WORK INSTRUCTIONS:
Go through the records line by line from the top and repeat each one exactly, ending with the line that contains "async fn load(&self) -> Result<Option<String>, ConsoleError>;".

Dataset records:
- Opening Delimiter -
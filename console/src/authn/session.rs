//! Operator session store

use std::sync::{Arc, Mutex};

use async_trait::async_trait;
use chrono::{DateTime, Utc};
use serde::{Deserialize, Serialize};
use tokio::sync::watch;
use tracing::{debug, error, info, warn};

use crate::errors::ConsoleError;
use crate::filesys::file::File;
use crate::http::api::ManagementApi;
use crate::http::auth::Credentials;
use crate::http::client::ApiError;

/// Message shown when a failed sign-in carries no message of its own
pub const SIGN_IN_FALLBACK_ERROR: &str = "Falha de autenticacao";

/// Durable home of the operator token
#[async_trait]
pub trait TokenStorage: Send + Sync {
    async fn load(&self) -> Result<Option<String>, ConsoleError>;

    async fn save(&self, token: &str) -> Result<(), ConsoleError>;

    async fn clear(&self) -> Result<(), ConsoleError>;
}

#[derive(Debug, Clone, Serialize, Deserialize)]
struct StoredSession {
    token: String,
    #[serde(default)]
    saved_at: Option<DateTime<Utc>>,
}

/// Token storage backed by the session file
pub struct FileTokenStorage {
    file: File,
}

impl FileTokenStorage {
    pub fn new(file: File) -> Self {
        Self { file }
    }
}

#[async_trait]
impl TokenStorage for FileTokenStorage {
    async fn load(&self) -> Result<Option<String>, ConsoleError> {
        let stored = self.file.read_json_opt::<StoredSession>().await?;
        Ok(stored.map(|s| s.token).filter(|t| !t.is_empty()))
    }

    async fn save(&self, token: &str) -> Result<(), ConsoleError> {
        let stored = StoredSession {
            token: token.to_string(),
            saved_at: Some(Utc::now()),
        };
        self.file.write_json(&stored).await
    }

    async fn clear(&self) -> Result<(), ConsoleError> {
        self.file.delete().await
    }
}

/// Process-local token storage, used when nothing should touch disk
#[derive(Default)]
pub struct MemoryTokenStorage {
    token: Mutex<Option<String>>,
}

impl MemoryTokenStorage {
    pub fn with_token(token: impl Into<String>) -> Self {
        Self {
            token: Mutex::new(Some(token.into())),
        }
    }
}

#[async_trait]
impl TokenStorage for MemoryTokenStorage {
    async fn load(&self) -> Result<Option<String>, ConsoleError> {
        let guard = self
            .token
            .lock()
            .map_err(|_| ConsoleError::StorageError("token storage poisoned".to_string()))?;
        Ok(guard.clone())
    }

    async fn save(&self, token: &str) -> Result<(), ConsoleError> {
        let mut guard = self
            .token
            .lock()
            .map_err(|_| ConsoleError::StorageError("token storage poisoned".to_string()))?;
        *guard = Some(token.to_string());
        Ok(())
    }

    async fn clear(&self) -> Result<(), ConsoleError> {
        let mut guard = self
            .token
            .lock()
            .map_err(|_| ConsoleError::StorageError("token storage poisoned".to_string()))?;
        *guard = None;
        Ok(())
    }
}

/// Observable session state
#[derive(Debug, Clone, Default, PartialEq, Eq)]
pub struct SessionState {
    pub token: Option<String>,
    pub loading: bool,
    pub error: Option<String>,
}

impl SessionState {
    pub fn is_authenticated(&self) -> bool {
        self.token.as_deref().is_some_and(|t| !t.is_empty())
    }
}

/// Owner of the operator token.
///
/// Every view reads the token from here and reports rejected tokens back,
/// so a 401 anywhere ends the session everywhere.
pub struct SessionStore {
    api: Arc<dyn ManagementApi>,
    storage: Arc<dyn TokenStorage>,
    state: watch::Sender<SessionState>,
}

impl SessionStore {
    /// Create a store seeded with the persisted token, if any
    pub async fn load(api: Arc<dyn ManagementApi>, storage: Arc<dyn TokenStorage>) -> Self {
        let token = match storage.load().await {
            Ok(token) => token,
            Err(e) => {
                warn!("Failed to load stored session, starting signed out: {}", e);
                None
            }
        };

        if token.is_some() {
            info!("Restored operator session from storage");
        }

        let (state, _) = watch::channel(SessionState {
            token,
            ..Default::default()
        });

        Self {
            api,
            storage,
            state,
        }
    }

    pub fn snapshot(&self) -> SessionState {
        self.state.borrow().clone()
    }

    pub fn token(&self) -> Option<String> {
        self.state.borrow().token.clone().filter(|t| !t.is_empty())
    }

    pub fn is_authenticated(&self) -> bool {
        self.state.borrow().is_authenticated()
    }

    /// Receive every session change
    pub fn subscribe(&self) -> watch::Receiver<SessionState> {
        self.state.subscribe()
    }

    /// Exchange credentials for a token and adopt it
    pub async fn sign_in(&self, credentials: &Credentials) -> Result<(), ApiError> {
        self.state.send_modify(|s| {
            s.loading = true;
            s.error = None;
        });

        let result = self.api.login(credentials).await;

        match result {
            Ok(response) => {
                if let Err(e) = self.storage.save(&response.token).await {
                    error!("Failed to persist session token: {}", e);
                }
                info!("Operator {} signed in", credentials.email);
                self.state.send_modify(|s| {
                    s.token = Some(response.token);
                    s.loading = false;
                });
                Ok(())
            }
            Err(e) => {
                let message = Some(e.to_string())
                    .filter(|m| !m.is_empty())
                    .unwrap_or_else(|| SIGN_IN_FALLBACK_ERROR.to_string());
                warn!("Sign-in failed for {}: {}", credentials.email, message);
                self.state.send_modify(|s| {
                    s.error = Some(message);
                    s.loading = false;
                });
                Err(e)
            }
        }
    }

    /// Drop the token from storage and memory
    pub async fn sign_out(&self) {
        if let Err(e) = self.storage.clear().await {
            error!("Failed to clear stored session: {}", e);
        }
        self.state.send_modify(|s| {
            s.token = None;
            s.error = None;
            s.loading = false;
        });
        info!("Operator signed out");
    }

    /// Sign out when the backend rejected the token; returns whether it did
    pub async fn sign_out_if_rejected(&self, err: &ApiError) -> bool {
        if !err.is_unauthorized() {
            return false;
        }
        warn!("Backend rejected the session token, signing out");
        self.sign_out().await;
        true
    }

    /// Like [`Self::sign_out_if_rejected`], for a call made with `token`.
    ///
    /// A rejection of a token that is no longer the session token leaves the
    /// session alone.
    pub async fn sign_out_if_token_rejected(&self, err: &ApiError, token: &str) -> bool {
        if self.token().as_deref() != Some(token) {
            if err.is_unauthorized() {
                debug!("Ignoring rejection of a replaced session token");
            }
            return false;
        }
        self.sign_out_if_rejected(err).await
    }

    /// Trade the current token for a fresh one.
    ///
    /// Returns `false` when there is no session to refresh. A token that
    /// changed while the request was in flight is left untouched.
    pub async fn refresh(&self) -> Result<bool, ApiError> {
        let Some(current) = self.token() else {
            return Ok(false);
        };

        let response = match self.api.refresh_token(&current).await {
            Ok(response) => response,
            Err(e) => {
                self.sign_out_if_rejected(&e).await;
                return Err(e);
            }
        };

        if self.token().as_deref() != Some(current.as_str()) {
            debug!("Session changed during refresh, discarding refreshed token");
            return Ok(false);
        }

        if let Err(e) = self.storage.save(&response.token).await {
            error!("Failed to persist refreshed token: {}", e);
        }
        self.state.send_modify(|s| s.token = Some(response.token));
        Ok(true)
    }
}
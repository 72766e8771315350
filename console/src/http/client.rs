//! HTTP client implementation

use std::time::Duration;

use http::header::{HeaderMap, HeaderValue, CONTENT_TYPE};
use http::Method;
use reqwest::Client;
use serde::de::DeserializeOwned;
use serde_json::Value;
use thiserror::Error;
use tracing::{debug, warn};

use crate::errors::ConsoleError;

/// Failure of a management API call
#[derive(Error, Debug)]
pub enum ApiError {
    /// The backend answered with a non-success status
    #[error("{message}")]
    Status { status: u16, message: String },

    /// The request never produced a response
    #[error("Network error: {0}")]
    Transport(#[from] reqwest::Error),

    /// The response body could not be interpreted
    #[error("Invalid response: {0}")]
    Decode(String),
}

impl ApiError {
    /// HTTP status of the failure, if the backend answered
    pub fn status(&self) -> Option<u16> {
        match self {
            ApiError::Status { status, .. } => Some(*status),
            _ => None,
        }
    }

    /// The backend rejected the credentials or token
    pub fn is_unauthorized(&self) -> bool {
        self.status() == Some(401)
    }
}

/// Request payload
#[derive(Debug, Clone)]
pub enum RequestBody {
    /// Serialized as JSON with an `application/json` content type
    Json(Value),
    /// Sent unmodified, no content type is set
    Raw(Vec<u8>),
}

/// Per-request options
#[derive(Debug, Clone, Default)]
pub struct RequestOptions<'a> {
    pub method: Method,
    pub body: Option<RequestBody>,
    pub token: Option<&'a str>,
    pub headers: HeaderMap,
}

impl<'a> RequestOptions<'a> {
    pub fn get(token: &'a str) -> Self {
        Self {
            token: Some(token),
            ..Default::default()
        }
    }

    pub fn with_method(mut self, method: Method) -> Self {
        self.method = method;
        self
    }

    pub fn with_json(mut self, body: Value) -> Self {
        self.body = Some(RequestBody::Json(body));
        self
    }

    pub fn with_raw(mut self, body: impl Into<Vec<u8>>) -> Self {
        self.body = Some(RequestBody::Raw(body.into()));
        self
    }
}

/// HTTP client for the management API
#[derive(Debug, Clone)]
pub struct HttpClient {
    client: Client,
    base_url: String,
}

impl HttpClient {
    /// Create a new HTTP client
    pub fn new(base_url: &str, timeout: Duration) -> Result<Self, ConsoleError> {
        let client = Client::builder()
            .timeout(timeout)
            .build()
            .map_err(|e| ConsoleError::ConfigError(format!("HTTP client: {}", e)))?;

        Ok(Self {
            client,
            base_url: base_url.trim_end_matches('/').to_string(),
        })
    }

    /// Get the base URL
    pub fn base_url(&self) -> &str {
        &self.base_url
    }

    /// Issue a request and return the parsed JSON body.
    ///
    /// The body is only parsed when the response declares a JSON content
    /// type, otherwise `None` is returned.
    pub async fn request(
        &self,
        path: &str,
        options: RequestOptions<'_>,
    ) -> Result<Option<Value>, ApiError> {
        let url = format!("{}{}", self.base_url, path);
        debug!("{} {}", options.method, url);

        let mut headers = options.headers;
        let mut request = self.client.request(options.method.clone(), &url);

        match options.body {
            Some(RequestBody::Json(value)) => {
                headers.insert(CONTENT_TYPE, HeaderValue::from_static("application/json"));
                let bytes =
                    serde_json::to_vec(&value).map_err(|e| ApiError::Decode(e.to_string()))?;
                request = request.body(bytes);
            }
            Some(RequestBody::Raw(bytes)) => {
                request = request.body(bytes);
            }
            None => {}
        }

        if let Some(token) = options.token.filter(|t| !t.is_empty()) {
            request = request.bearer_auth(token);
        }

        let response = request.headers(headers).send().await?;
        let status = response.status();

        let is_json = response
            .headers()
            .get(CONTENT_TYPE)
            .and_then(|v| v.to_str().ok())
            .map(|v| v.contains("application/json"))
            .unwrap_or(false);

        let payload = if is_json {
            let bytes = response.bytes().await?;
            if bytes.is_empty() {
                None
            } else {
                match serde_json::from_slice::<Value>(&bytes) {
                    Ok(value) => Some(value),
                    Err(e) if status.is_success() => return Err(ApiError::Decode(e.to_string())),
                    Err(_) => None,
                }
            }
        } else {
            None
        };

        if !status.is_success() {
            let message = payload
                .as_ref()
                .and_then(|p| p.get("error"))
                .and_then(Value::as_str)
                .filter(|m| !m.is_empty())
                .map(str::to_string)
                .unwrap_or_else(|| format!("Request failed ({})", status.as_u16()));
            warn!("{} {} failed: {} - {}", options.method, url, status, message);
            return Err(ApiError::Status {
                status: status.as_u16(),
                message,
            });
        }

        Ok(payload)
    }
}

/// Decode a payload that must be present
pub fn decode_required<T: DeserializeOwned>(payload: Option<Value>) -> Result<T, ApiError> {
    let value = payload.ok_or_else(|| ApiError::Decode("empty response body".to_string()))?;
    serde_json::from_value(value).map_err(|e| ApiError::Decode(e.to_string()))
}

/// Decode a payload, an absent body yields the default value
pub fn decode_or_default<T: DeserializeOwned + Default>(
    payload: Option<Value>,
) -> Result<T, ApiError> {
    match payload {
        Some(Value::Null) | None => Ok(T::default()),
        Some(value) => serde_json::from_value(value).map_err(|e| ApiError::Decode(e.to_string())),
    }
}

#[cfg(test)]
mod tests {
    use super::*;
    use openapi_client::DeviceCounts;

    #[test]
    fn test_unauthorized_detection() {
        let err = ApiError::Status {
            status: 401,
            message: "invalid token".to_string(),
        };
        assert!(err.is_unauthorized());
        assert_eq!(err.to_string(), "invalid token");

        let err = ApiError::Decode("bad".to_string());
        assert!(!err.is_unauthorized());
        assert_eq!(err.status(), None);
    }

    #[test]
    fn test_decode_helpers() {
        let counts: DeviceCounts = decode_or_default(None).unwrap();
        assert_eq!(counts, DeviceCounts::default());

        let counts: DeviceCounts =
            decode_or_default(Some(serde_json::json!({"pending": 4}))).unwrap();
        assert_eq!(counts.pending, 4);

        assert!(decode_required::<DeviceCounts>(None).is_err());
    }

    #[test]
    fn test_base_url_trailing_slash_trimmed() {
        let client = HttpClient::new("http://localhost:8080/api/v1/", Duration::from_secs(5)).unwrap();
        assert_eq!(client.base_url(), "http://localhost:8080/api/v1");
    }
}
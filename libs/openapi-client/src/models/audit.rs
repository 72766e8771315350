//! Audit log models

use chrono::{DateTime, Utc};
use serde::{Deserialize, Serialize};

use super::null_as_default;

/// A single append-only audit record
#[derive(Debug, Clone, Serialize, Deserialize)]
pub struct AuditEntry {
    pub id: String,
    #[serde(default, deserialize_with = "null_as_default")]
    pub actor: String,
    #[serde(default)]
    pub actor_type: Option<String>,
    #[serde(default, deserialize_with = "null_as_default")]
    pub action: String,
    #[serde(default, deserialize_with = "null_as_default")]
    pub resource: String,
    #[serde(default, deserialize_with = "null_as_default")]
    pub resource_id: String,
    #[serde(default)]
    pub details: Option<serde_json::Value>,
    #[serde(default)]
    pub ip_address: Option<String>,
    #[serde(default)]
    pub created_at: Option<DateTime<Utc>>,
}
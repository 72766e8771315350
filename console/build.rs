//! Build script for harbor-console
//! Embeds the commit and build time reported by `/version` and `--version`

use std::process::Command;

use chrono::Utc;

fn git(args: &[&str]) -> Option<String> {
    let output = Command::new("git").args(args).output().ok()?;
    if !output.status.success() {
        return None;
    }
    String::from_utf8(output.stdout)
        .ok()
        .map(|s| s.trim().to_string())
        .filter(|s| !s.is_empty())
}

fn main() {
    let git_hash = git(&["describe", "--always", "--dirty", "--abbrev=8"])
        .unwrap_or_else(|| "unknown".to_string());
    let build_time = Utc::now().format("%Y-%m-%d %H:%M:%S UTC").to_string();

    println!("cargo:rustc-env=GIT_HASH={}", git_hash);
    println!("cargo:rustc-env=BUILD_TIME={}", build_time);
    println!("cargo:rerun-if-changed=.git/HEAD");
    println!("cargo:rerun-if-changed=build.rs");
}
//! Device list

use openapi_client::{Device, DeviceStatus, Pagination};
use tracing::debug;

use crate::components::html::{escape, inline_error, path_segment};
use crate::components::layout::{NavItem, Shell};
use crate::components::status_pill;
use crate::pages::flash::{render_all, Flash};
use crate::pages::{handle_load_error, pagination_footer, reload_button, select_options, PageContext, PageOutcome};
use crate::sync::filters::{DeviceFilters, Filters};
use crate::sync::list_view::ListView;
use crate::utils::{format_timestamp, join_or_dash, or_dash, shorten_id, DEFAULT_ID_PREFIX};

pub const PATH: &str = "/devices";
pub const LOAD_ERROR: &str = "Falha ao carregar devices";

pub async fn page(ctx: PageContext<'_>, view: ListView<DeviceFilters>) -> PageOutcome {
    let Some(token) = ctx.session.token() else {
        return PageOutcome::SignedOut {
            next: view.canonical_url(),
        };
    };

    debug!("Loading devices: {}", view.canonical_url());
    let params = view.params(ctx.page_size);

    match ctx.api.list_devices(&token, &params).await {
        Ok(response) => {
            if let Some(navigation) = view.reconcile(response.pagination.total_pages) {
                return PageOutcome::Navigate(navigation);
            }
            PageOutcome::Render(render(&view, &response.data, &response.pagination, None, &ctx.flashes))
        }
        Err(e) => {
            let message = handle_load_error(ctx.session, &token, &e, LOAD_ERROR).await;
            if !ctx.session.is_authenticated() {
                return PageOutcome::SignedOut {
                    next: view.canonical_url(),
                };
            }
            PageOutcome::Render(render(
                &view,
                &[],
                &Pagination::default(),
                Some(&message),
                &ctx.flashes,
            ))
        }
    }
}

pub fn render(
    view: &ListView<DeviceFilters>,
    items: &[Device],
    pagination: &Pagination,
    error: Option<&str>,
    flashes: &[Flash],
) -> String {
    let draft = &view.draft;

    let mut status_choices = vec![("", "Todos")];
    status_choices.extend(DeviceStatus::FILTERABLE.iter().map(|s| (s.as_str(), s.as_str())));

    let filters = format!(
        r#"<article class="panel"><h3>Filtros</h3><form class="filters" method="get" action="{PATH}/apply"><label>Status<select name="status">{}</select></label><label>Device Type<input name="device_type" value="{}" placeholder="raspberry-pi-4"></label><label>Tags (CSV)<input name="tag" value="{}" placeholder="production, rack-01"></label><div class="filters__actions"><button type="submit">Aplicar</button><a class="button-link ghost" href="{}">Limpar</a></div></form></article>"#,
        select_options(&draft.status, &status_choices),
        escape(&draft.device_type),
        escape(&draft.tag),
        escape(view.clear().url()),
    );

    let rows: String = items
        .iter()
        .map(|device| {
            format!(
                r#"<tr><td><a href="{PATH}/{}" class="mono">{}</a></td><td>{}</td><td>{}</td><td>{}</td><td>{}</td></tr>"#,
                path_segment(&device.id),
                escape(&shorten_id(&device.id, DEFAULT_ID_PREFIX)),
                escape(or_dash(&device.device_type)),
                status_pill::render(Some(&device.status)),
                escape(&join_or_dash(&device.tags)),
                format_timestamp(device.last_check_in.as_ref()),
            )
        })
        .collect();

    let page_count = pagination.page_count();
    let table = format!(
        r#"<article class="panel"><div class="panel__header"><h3>Lista de Devices</h3><span class="muted">{} registros</span></div><div class="table-wrap"><table><thead><tr><th>ID</th><th>Tipo</th><th>Status</th><th>Tags</th><th>Ultimo Check-in</th></tr></thead><tbody>{}</tbody></table></div>{}</article>"#,
        pagination.total,
        rows,
        pagination_footer(
            view.page,
            page_count,
            &view.page_url(view.page.saturating_sub(1).max(1)),
            &view.page_url(view.page.saturating_add(1)),
        ),
    );

    let body = format!(
        "{}{}{}{}",
        filters,
        inline_error(error),
        render_all(flashes),
        table
    );

    Shell::new("Devices", NavItem::Devices)
        .subtitle(view.filters.summary())
        .actions(reload_button(&format!("{}/reload", PATH), &view.canonical_url()))
        .render(&body)
}
//! File operations

use std::io::ErrorKind;
use std::path::{Path, PathBuf};

use serde::{de::DeserializeOwned, Serialize};
use tokio::fs;
use tokio::io::AsyncWriteExt;

use crate::errors::ConsoleError;

/// A file wrapper with path
#[derive(Debug, Clone)]
pub struct File {
    path: PathBuf,
}

impl File {
    /// Create a new file reference
    pub fn new(path: impl Into<PathBuf>) -> Self {
        Self { path: path.into() }
    }

    /// Get the file path
    pub fn path(&self) -> &Path {
        &self.path
    }

    /// Check if the file exists
    pub async fn exists(&self) -> bool {
        fs::metadata(&self.path).await.is_ok()
    }

    /// Read file contents as string
    pub async fn read_string(&self) -> Result<String, ConsoleError> {
        Ok(fs::read_to_string(&self.path).await?)
    }

    /// Read file as JSON
    pub async fn read_json<T: DeserializeOwned>(&self) -> Result<T, ConsoleError> {
        let contents = self.read_string().await?;
        let value = serde_json::from_str(&contents)?;
        Ok(value)
    }

    /// Read file as JSON, `None` when the file does not exist
    pub async fn read_json_opt<T: DeserializeOwned>(&self) -> Result<Option<T>, ConsoleError> {
        match fs::read_to_string(&self.path).await {
            Ok(contents) => Ok(Some(serde_json::from_str(&contents)?)),
            Err(e) if e.kind() == ErrorKind::NotFound => Ok(None),
            Err(e) => Err(e.into()),
        }
    }

    /// Write JSON to file atomically, readable by the owner only
    pub async fn write_json<T: Serialize>(&self, value: &T) -> Result<(), ConsoleError> {
        let contents = serde_json::to_vec_pretty(value)?;
        self.write_atomic(&contents).await?;
        self.set_permissions_600().await
    }

    /// Delete the file, a missing file is not an error
    pub async fn delete(&self) -> Result<(), ConsoleError> {
        match fs::remove_file(&self.path).await {
            Ok(()) => Ok(()),
            Err(e) if e.kind() == ErrorKind::NotFound => Ok(()),
            Err(e) => Err(e.into()),
        }
    }

    /// Set file permissions to owner-read/write only (0o600) on Unix.
    ///
    /// A no-op on non-Unix platforms.
    pub async fn set_permissions_600(&self) -> Result<(), ConsoleError> {
        #[cfg(unix)]
        {
            use std::os::unix::fs::PermissionsExt;
            let meta = fs::metadata(&self.path).await?;
            let mut perms = meta.permissions();
            perms.set_mode(0o600);
            fs::set_permissions(&self.path, perms).await?;
        }
        Ok(())
    }

    /// Atomic write using a temporary file
    pub async fn write_atomic(&self, contents: &[u8]) -> Result<(), ConsoleError> {
        if let Some(parent) = self.path.parent() {
            fs::create_dir_all(parent).await?;
        }

        let temp_path = self.path.with_extension("tmp");

        let mut file = fs::File::create(&temp_path).await?;
        file.write_all(contents).await?;
        file.sync_all().await?;
        drop(file);

        fs::rename(&temp_path, &self.path).await?;
        Ok(())
    }
}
- Closing Delimiter -
EXERCISE SOLUTION:
filename console/src/authn/session.rs
//! Operator session store

use std::sync::{Arc, Mutex};

use async_trait::async_trait;
use chrono::{DateTime, Utc};
use serde::{Deserialize, Serialize};
use tokio::sync::watch;
use tracing::{debug, error, info, warn};

use crate::errors::ConsoleError;
use crate::filesys::file::File;
use crate::http::api::ManagementApi;
use crate::http::auth::Credentials;
use crate::http::client::ApiError;

/// Message shown when a failed sign-in carries no message of its own
pub const SIGN_IN_FALLBACK_ERROR: &str = "Falha de autenticacao";

/// Durable home of the operator token
#[async_trait]
pub trait TokenStorage: Send + Sync {
    async fn load(&self) -> Result<Option<String>, ConsoleError>;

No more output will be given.